The colour palette was a negotiation.
Post-apocalyptic visual design tends toward desaturation — brown and grey and ash, because that’s what a burnt world looks like. The Fuglys pushed back on that. The wasteland itself is desaturated. The Pits isn’t. The trailers have been painted. Flint’s diagrams are on bright paper. Big Ma’s clinic has been whitewashed to clinical standard. Axel has decorated his slingshot with the only red paint that was available, which is extremely Axel.
The contrast between the washed-out badlands and the deliberately maintained colour of The Pits does narrative work. It tells you, without dialogue, that the people here made a choice about the world they were going to live in.

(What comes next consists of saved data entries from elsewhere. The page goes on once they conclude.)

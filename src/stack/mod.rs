//! Stack implementations
//!
//! This module provides the `Stack<T>` abstract data type and one sequential
//! implementation of it, the array-based `ArrayStack`. The top of an
//! `ArrayStack` is the last slot of its backing `Vec<T>`, so pushing 1, 2, 3
//! stores `[1, 2, 3]` with 3 on top.
//!
//! Operations that need a top element (`pop` and `peek`) return an
//! `EmptyStackError` when the stack is empty instead of a sentinel.

mod array;

pub use self::array::{ArrayStack, IntoIter, Iter};

use crate::error::Result;

/// The `Stack<T>` abstract data type.
pub trait Stack<T> {
  /// Top-to-bottom iterator returned by `iter`.
  type Iter<'a>: Iterator<Item = &'a T>
  where Self: 'a, T: 'a;

  /// Creates a new, empty `Stack<T>`.
  fn new() -> Self;

  /// Pushes an element onto the stack.
  fn push(&mut self, elem: T);

  /// Removes and returns the top element.
  fn pop(&mut self) -> Result<T>;

  /// Returns the top element without removing it.
  fn peek(&self) -> Result<&T>;

  /// Removes every element.
  fn clear(&mut self);

  /// Returns the number of elements in the stack.
  fn len(&self) -> usize;

  /// Returns the number of elements in the stack. Always equal to `len`.
  fn size(&self) -> usize {
    self.len()
  }

  /// Predicate that tests if the stack is empty.
  fn is_empty(&self) -> bool {
    self.len() == 0
  }

  /// Truthiness of the stack: true iff it holds at least one element.
  fn as_bool(&self) -> bool {
    !self.is_empty()
  }

  /// Iterates from the top of the stack down to the bottom. Every call
  /// starts a fresh traversal.
  fn iter(&self) -> Self::Iter<'_>;
}
use std::fmt;
use std::iter::{FromIterator, FusedIterator, Rev};
use std::slice;
use std::vec;
use log::{debug, trace};
use crate::error::{EmptyStackError, Result, StackOp};
use super::*;

/// A simple array-based `Stack<T>`. Uses Rust's `Vec<T>`, whose last slot is
/// the top of the stack.
///
/// Two stacks are equal when they hold equal elements in the same
/// bottom-to-top positions. A stack is mutable, so it deliberately has no
/// `Hash` implementation and cannot key a hash map:
///
/// ```compile_fail
/// use std::collections::HashSet;
/// use lifo::stack::{ArrayStack, Stack};
///
/// let mut set = HashSet::new();
/// set.insert(ArrayStack::<i32>::new());
/// ```
#[derive(Clone, PartialEq, Eq)]
pub struct ArrayStack<T> {
  elems: Vec<T>,
}

impl<T> ArrayStack<T> {
  /// Creates an empty stack with room for `capacity` elements before the
  /// backing array has to grow.
  pub fn with_capacity(capacity: usize) -> Self {
    Self {
      elems: Vec::with_capacity(capacity),
    }
  }

  /// Creates a stack from an ordered sequence. The sequence is collected
  /// into a buffer owned by the stack; its last element becomes the top.
  ///
  /// ```
  /// use lifo::stack::{ArrayStack, Stack};
  ///
  /// let stack = ArrayStack::from_seq(vec![1, 2, 3]);
  /// assert_eq!(stack.peek(), Ok(&3));
  /// assert_eq!(stack.to_string(), "ArrayStack([1, 2, 3])");
  /// ```
  pub fn from_seq<I>(seq: I) -> Self
  where I: IntoIterator<Item = T> {
    let elems: Vec<T> = seq.into_iter().collect();
    trace!("array stack seeded with {} elements", elems.len());

    Self {
      elems: elems,
    }
  }

  /// The backing array, bottom to top.
  pub fn as_slice(&self) -> &[T] {
    &self.elems
  }

  /// Consumes the stack, returning the backing array bottom to top.
  pub fn into_vec(self) -> Vec<T> {
    self.elems
  }
}

impl<T> Stack<T> for ArrayStack<T> {
  type Iter<'a> = Iter<'a, T> where T: 'a;

  fn new() -> Self {
    Self {
      elems: Vec::new(),
    }
  }

  fn push(&mut self, elem: T) {
    self.elems.push(elem)
  }

  fn pop(&mut self) -> Result<T> {
    self.elems.pop().ok_or_else(|| {
      debug!("pop on empty array stack");
      EmptyStackError::new(StackOp::Pop)
    })
  }

  fn peek(&self) -> Result<&T> {
    self.elems.last().ok_or_else(|| {
      debug!("peek on empty array stack");
      EmptyStackError::new(StackOp::Peek)
    })
  }

  fn clear(&mut self) {
    trace!("clearing array stack of {} elements", self.elems.len());
    self.elems.clear()
  }

  fn len(&self) -> usize {
    self.elems.len()
  }

  fn iter(&self) -> Self::Iter<'_> {
    Iter {
      inner: self.elems.iter().rev(),
    }
  }
}

impl<T> Default for ArrayStack<T> {
  fn default() -> Self {
    Self::new()
  }
}

impl<T> FromIterator<T> for ArrayStack<T> {
  fn from_iter<I: IntoIterator<Item = T>>(iter: I) -> Self {
    Self::from_seq(iter)
  }
}

impl<T> From<Vec<T>> for ArrayStack<T> {
  fn from(elems: Vec<T>) -> Self {
    Self::from_seq(elems)
  }
}

impl<'a, T: Clone> From<&'a [T]> for ArrayStack<T> {
  fn from(elems: &'a [T]) -> Self {
    Self::from_seq(elems.iter().cloned())
  }
}

impl<T> Extend<T> for ArrayStack<T> {
  fn extend<I: IntoIterator<Item = T>>(&mut self, iter: I) {
    for elem in iter {
      self.push(elem);
    }
  }
}

impl<T: fmt::Display> fmt::Display for ArrayStack<T> {
  fn fmt(&self, f: &mut fmt::Formatter) -> fmt::Result {
    write!(f, "ArrayStack([")?;
    for (i, elem) in self.elems.iter().enumerate() {
      if i > 0 {
        write!(f, ", ")?;
      }
      write!(f, "{}", elem)?;
    }
    write!(f, "])")
  }
}

impl<T: fmt::Debug> fmt::Debug for ArrayStack<T> {
  fn fmt(&self, f: &mut fmt::Formatter) -> fmt::Result {
    write!(f, "ArrayStack([")?;
    for (i, elem) in self.elems.iter().enumerate() {
      if i > 0 {
        write!(f, ", ")?;
      }
      write!(f, "{:?}", elem)?;
    }
    write!(f, "])")
  }
}


///////////////////////////////////////////////////////////////////////////////
//// Iterators
///////////////////////////////////////////////////////////////////////////////

/// Borrowing top-to-bottom iterator over an `ArrayStack<T>`.
pub struct Iter<'a, T> {
  inner: Rev<slice::Iter<'a, T>>,
}

impl<'a, T> Clone for Iter<'a, T> {
  fn clone(&self) -> Self {
    Self {
      inner: self.inner.clone(),
    }
  }
}

impl<'a, T> Iterator for Iter<'a, T> {
  type Item = &'a T;

  fn next(&mut self) -> Option<&'a T> {
    self.inner.next()
  }

  fn size_hint(&self) -> (usize, Option<usize>) {
    self.inner.size_hint()
  }
}

impl<'a, T> DoubleEndedIterator for Iter<'a, T> {
  fn next_back(&mut self) -> Option<&'a T> {
    self.inner.next_back()
  }
}

impl<'a, T> ExactSizeIterator for Iter<'a, T> {}
impl<'a, T> FusedIterator for Iter<'a, T> {}

/// Consuming top-to-bottom iterator over an `ArrayStack<T>`.
pub struct IntoIter<T> {
  inner: Rev<vec::IntoIter<T>>,
}

impl<T> Iterator for IntoIter<T> {
  type Item = T;

  fn next(&mut self) -> Option<T> {
    self.inner.next()
  }

  fn size_hint(&self) -> (usize, Option<usize>) {
    self.inner.size_hint()
  }
}

impl<T> DoubleEndedIterator for IntoIter<T> {
  fn next_back(&mut self) -> Option<T> {
    self.inner.next_back()
  }
}

impl<T> ExactSizeIterator for IntoIter<T> {}
impl<T> FusedIterator for IntoIter<T> {}

impl<'a, T> IntoIterator for &'a ArrayStack<T> {
  type Item = &'a T;
  type IntoIter = Iter<'a, T>;

  fn into_iter(self) -> Iter<'a, T> {
    self.iter()
  }
}

impl<T> IntoIterator for ArrayStack<T> {
  type Item = T;
  type IntoIter = IntoIter<T>;

  fn into_iter(self) -> IntoIter<T> {
    IntoIter {
      inner: self.elems.into_iter().rev(),
    }
  }
}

Every damage has a repair.
The design rule for The Pits: every broken thing has either been repaired or is in the process of being repaired. Fences are patched. Roofs are held up by things that weren’t designed to hold up roofs but are doing their best. Trailers have been extended and modified and made into something different from what they were originally.
This rule has an exception, and the exception is also by design: Cletus’s shed. The shed is exactly as chaotic as it looks. The shed is not being repaired. Nobody is entirely sure what the shed is doing. The shed is the wasteland’s representative presence within The Pits, and it stays that way.
The horizon is always visible.
One final design decision: from any point in The Pits, you can see the horizon. The wasteland is always there — framed, present, real. The community exists against it, not apart from it. The safety of The Pits is always understood in relation to what’s outside it.
Every rusted fence post was a decision. So was every flowering thing growing through it.